Start of GIVEN DATA

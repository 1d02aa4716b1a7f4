//! Core CLI loop, dispatch, and error reporting.

use std::io;

use impulse_config::ConfigError;
use impulse_core::CoreError;
use impulse_domain::ValueError;
use strsim::levenshtein;
use thiserror::Error;

pub use crate::cli::shell_context::{CliMode, ShellContext};
pub use crate::errors::CliError;

use super::io as cli_io;

#[derive(Debug, Clone, Copy, PartialEq, Eq)]
pub(crate) enum LoopControl {
    Continue,
    Exit,
}

pub type CommandResult = Result<(), CommandError>;

#[derive(Debug, Error)]
pub enum CommandError {
    #[error("{0}")]
    InvalidArguments(String),
    #[error("{0}")]
    Message(String),
    #[error(transparent)]
    Io(#[from] io::Error),
    #[error(transparent)]
    Core(#[from] CoreError),
    #[error(transparent)]
    Config(#[from] ConfigError),
    #[error(transparent)]
    Dialoguer(#[from] dialoguer::Error),
    #[error("exit requested")]
    ExitRequested,
}

impl From<ValueError> for CommandError {
    fn from(err: ValueError) -> Self {
        CommandError::InvalidArguments(err.to_string())
    }
}

impl ShellContext {
    pub(crate) fn dispatch(
        &mut self,
        command: &str,
        raw: &str,
        args: &[&str],
    ) -> Result<LoopControl, CommandError> {
        if let Some(handler) = self.registry.handler(command) {
            match handler(self, args) {
                Ok(()) => Ok(LoopControl::Continue),
                Err(CommandError::ExitRequested) => Ok(LoopControl::Exit),
                Err(err) => Err(err),
            }
        } else {
            self.suggest_command(raw);
            Ok(LoopControl::Continue)
        }
    }

    #[cfg(test)]
    pub(crate) fn process_line(&mut self, line: &str) -> Result<LoopControl, CommandError> {
        crate::cli::shell::handle_line(self, line)
    }

    pub(crate) fn suggest_command(&self, input: &str) {
        cli_io::print_warning(format!(
            "Unknown command `{}`. Type `help` to see available commands.",
            input
        ));
        if let Some(best) = self.closest_command(input) {
            cli_io::print_hint(format!("Suggestion: `{}`?", best));
        }
    }

    pub(crate) fn closest_command(&self, input: &str) -> Option<&'static str> {
        let needle = input.to_lowercase();
        self.registry
            .names()
            .map(|name| (levenshtein(name, &needle), name))
            .min_by_key(|(distance, _)| *distance)
            .filter(|(distance, _)| *distance <= 3)
            .map(|(_, name)| name)
    }

    pub(crate) fn confirm_exit(&self) -> Result<bool, CliError> {
        if self.mode == CliMode::Script {
            return Ok(true);
        }
        cli_io::confirm_action(&self.theme, "Exit Impulse Stopper?", true)
            .map_err(|err| CliError::Command(err.to_string()))
    }

    pub(crate) fn report_error(&self, err: CommandError) -> Result<(), CliError> {
        match err {
            CommandError::ExitRequested => Ok(()),
            CommandError::InvalidArguments(message) => {
                cli_io::print_error(message);
                self.print_usage_hint();
                Ok(())
            }
            CommandError::Core(CoreError::Validation(err)) => {
                cli_io::print_error(err);
                self.print_usage_hint();
                Ok(())
            }
            CommandError::Core(CoreError::CooldownActive(id)) => {
                cli_io::print_error(CoreError::CooldownActive(id));
                cli_io::print_hint(
                    "Use `cooldown resolve avoided` or `cooldown resolve purchased` first.",
                );
                Ok(())
            }
            CommandError::Config(
                err @ (ConfigError::UnknownKey(_) | ConfigError::InvalidValue { .. }),
            ) => {
                cli_io::print_error(err);
                self.print_usage_hint();
                Ok(())
            }
            CommandError::Io(err) => Err(CliError::Io(err)),
            other => {
                cli_io::print_error(other);
                Ok(())
            }
        }
    }

    fn print_usage_hint(&self) {
        match self.last_command_entry() {
            Some(usage) => cli_io::print_hint(format!("Usage: {}", usage)),
            None => cli_io::print_hint("Use `help <command>` for usage details."),
        }
    }

    fn last_command_entry(&self) -> Option<&'static str> {
        let line = self.last_command.as_deref()?;
        let name = line.split_whitespace().next()?.to_lowercase();
        self.command(&name).map(|entry| entry.usage)
    }
}

#[cfg(test)]
mod tests {
    use std::sync::Arc;

    use impulse_config::{Config, ConfigManager};
    use impulse_core::{ImpulseTracker, Store};
    use tempfile::TempDir;

    use super::*;
    use crate::cli::system_clock::SystemClock;

    fn script_context() -> (TempDir, ShellContext) {
        let dir = tempfile::tempdir().expect("tempdir");
        let manager = ConfigManager::new(dir.path().join("config.json"));
        let config = Config {
            plain_output: true,
            ..Config::default()
        };
        let tracker = ImpulseTracker::new(Store::in_memory(), Arc::new(SystemClock));
        let context = ShellContext::with_tracker(CliMode::Script, manager, config, tracker);
        (dir, context)
    }

    #[test]
    fn typo_suggests_nearest_command() {
        let (_dir, context) = script_context();
        assert_eq!(context.closest_command("stast"), Some("stats"));
        assert_eq!(context.closest_command("COOLDOWN"), Some("cooldown"));
        assert_eq!(context.closest_command("completely-unrelated"), None);
    }

    #[test]
    fn exit_stops_the_loop() {
        let (_dir, mut context) = script_context();
        assert_eq!(context.process_line("exit").unwrap(), LoopControl::Exit);
        assert_eq!(context.process_line("   ").unwrap(), LoopControl::Continue);
        assert_eq!(context.process_line("nonsense").unwrap(), LoopControl::Continue);
    }

    #[test]
    fn record_routes_through_the_tracker() {
        let (_dir, mut context) = script_context();

        context.process_line("record 3000 4 1 food").expect("immediate");
        assert_eq!(context.tracker.report().expense_count, 1);

        context.process_line("record 8000 2 2 shopping").expect("deferred");
        assert!(context.tracker.active_cooldown().is_some());

        let err = context
            .process_line("record 9000 2 2 shopping")
            .expect_err("second cooldown");
        assert!(matches!(
            err,
            CommandError::Core(CoreError::CooldownActive(_))
        ));
    }

    #[test]
    fn record_without_arguments_fails_in_script_mode() {
        let (_dir, mut context) = script_context();
        let err = context.process_line("record").expect_err("missing args");
        assert!(matches!(err, CommandError::InvalidArguments(_)));
    }

    #[test]
    fn invalid_mood_is_a_validation_error() {
        let (_dir, mut context) = script_context();
        let err = context
            .process_line("record 3000 9 1 food")
            .expect_err("mood out of range");
        assert!(matches!(
            err,
            CommandError::Core(CoreError::Validation(ValueError::MoodOutOfRange(9)))
        ));
        assert_eq!(context.tracker.report().expense_count, 0);
    }

    #[test]
    fn config_set_updates_preferences_and_file() {
        let (_dir, mut context) = script_context();
        context.process_line("config set currency $").expect("currency");
        assert_eq!(context.config.currency_symbol, "$");
        assert_eq!(context.amount(3_000), "$3,000");

        let stored = context.config_manager.load().expect("reload");
        assert_eq!(stored.currency_symbol, "$");
    }

    #[test]
    fn config_rejects_unknown_keys() {
        let (_dir, mut context) = script_context();
        let err = context
            .process_line("config set language fr")
            .expect_err("unknown key");
        assert!(matches!(err, CommandError::Config(ConfigError::UnknownKey(_))));
        assert!(!context.config_manager.config_path().exists());
    }
}
//! Text rendering shared by the command handlers.

use chrono::{DateTime, Duration, Local, Utc, Weekday};
use impulse_domain::{Fatigue, Mood};

const MOOD_LABELS: [&str; 5] = ["very bad", "bad", "neutral", "good", "very good"];
const FATIGUE_LABELS: [&str; 3] = ["energetic", "a bit tired", "exhausted"];
const BAR_WIDTH: usize = 20;

/// `Hh Mm`, rounding partial minutes down.
pub fn remaining(duration: Duration) -> String {
    let minutes = duration.num_minutes().max(0);
    format!("{}h {}m", minutes / 60, minutes % 60)
}

pub fn local_time(instant: DateTime<Utc>) -> String {
    instant
        .with_timezone(&Local)
        .format("%Y-%m-%d %H:%M")
        .to_string()
}

pub fn mood(mood: Mood) -> String {
    let label = MOOD_LABELS
        .get(usize::from(mood.value()).saturating_sub(1))
        .copied()
        .unwrap_or("unknown");
    format!("{}/5 ({})", mood.value(), label)
}

pub fn fatigue(fatigue: Fatigue) -> String {
    let label = FATIGUE_LABELS
        .get(usize::from(fatigue.value()).saturating_sub(1))
        .copied()
        .unwrap_or("unknown");
    format!("{}/3 ({})", fatigue.value(), label)
}

pub fn average(value: Option<f64>) -> String {
    value
        .map(|avg| format!("{:.1}", avg))
        .unwrap_or_else(|| "no data".into())
}

pub fn weekday(day: Weekday) -> &'static str {
    match day {
        Weekday::Mon => "Mon",
        Weekday::Tue => "Tue",
        Weekday::Wed => "Wed",
        Weekday::Thu => "Thu",
        Weekday::Fri => "Fri",
        Weekday::Sat => "Sat",
        Weekday::Sun => "Sun",
    }
}

/// Horizontal bar scaled so `max` fills the full width.
pub fn bar(value: usize, max: usize) -> String {
    if max == 0 {
        return String::new();
    }
    let filled = (value * BAR_WIDTH + max - 1) / max;
    "#".repeat(filled.min(BAR_WIDTH))
}

#[cfg(test)]
mod tests {
    use super::*;

    #[test]
    fn remaining_shows_hours_and_minutes() {
        assert_eq!(remaining(Duration::minutes(23 * 60 + 59)), "23h 59m");
        assert_eq!(remaining(Duration::seconds(59)), "0h 0m");
        assert_eq!(remaining(Duration::hours(-2)), "0h 0m");
    }

    #[test]
    fn labels_follow_the_scale() {
        assert_eq!(mood(Mood::new(1).unwrap()), "1/5 (very bad)");
        assert_eq!(fatigue(Fatigue::new(3).unwrap()), "3/3 (exhausted)");
        assert_eq!(average(None), "no data");
        assert_eq!(average(Some(2.26)), "2.3");
    }

    #[test]
    fn bars_scale_to_the_busiest_day() {
        assert_eq!(bar(0, 4), "");
        assert_eq!(bar(4, 4).len(), BAR_WIDTH);
        assert_eq!(bar(1, 4).len(), 5);
        assert_eq!(bar(3, 0), "");
    }
}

End of GIVEN DATA

* _WHAT THE TASK REQUIRES_
An exact copy of the lines from the one containing "pub fn weekday(day: Weekday)" through the end of the data above is the whole answer.

* _ANSWER BELOW_
pub fn weekday(day: Weekday) -> &'static str {
    match day {
        Weekday::Mon => "Mon",
        Weekday::Tue => "Tue",
        Weekday::Wed => "Wed",
        Weekday::Thu => "Thu",
        Weekday::Fri => "Fri",
        Weekday::Sat => "Sat",
        Weekday::Sun => "Sun",
    }
}

/// Horizontal bar scaled so `max` fills the full width.
pub fn bar(value: usize, max: usize) -> String {
    if max == 0 {
        return String::new();
    }
    let filled = (value * BAR_WIDTH + max - 1) / max;
    "#".repeat(filled.min(BAR_WIDTH))
}

#[cfg(test)]
mod tests {
    use super::*;

    #[test]
    fn remaining_shows_hours_and_minutes() {
        assert_eq!(remaining(Duration::minutes(23 * 60 + 59)), "23h 59m");
        assert_eq!(remaining(Duration::seconds(59)), "0h 0m");
        assert_eq!(remaining(Duration::hours(-2)), "0h 0m");
    }

    #[test]
    fn labels_follow_the_scale() {
        assert_eq!(mood(Mood::new(1).unwrap()), "1/5 (very bad)");
        assert_eq!(fatigue(Fatigue::new(3).unwrap()), "3/3 (exhausted)");
        assert_eq!(average(None), "no data");
        assert_eq!(average(Some(2.26)), "2.3");
    }

    #[test]
    fn bars_scale_to_the_busiest_day() {
        assert_eq!(bar(0, 4), "");
        assert_eq!(bar(4, 4).len(), BAR_WIDTH);
        assert_eq!(bar(1, 4).len(), 5);
        assert_eq!(bar(3, 0), "");
    }
}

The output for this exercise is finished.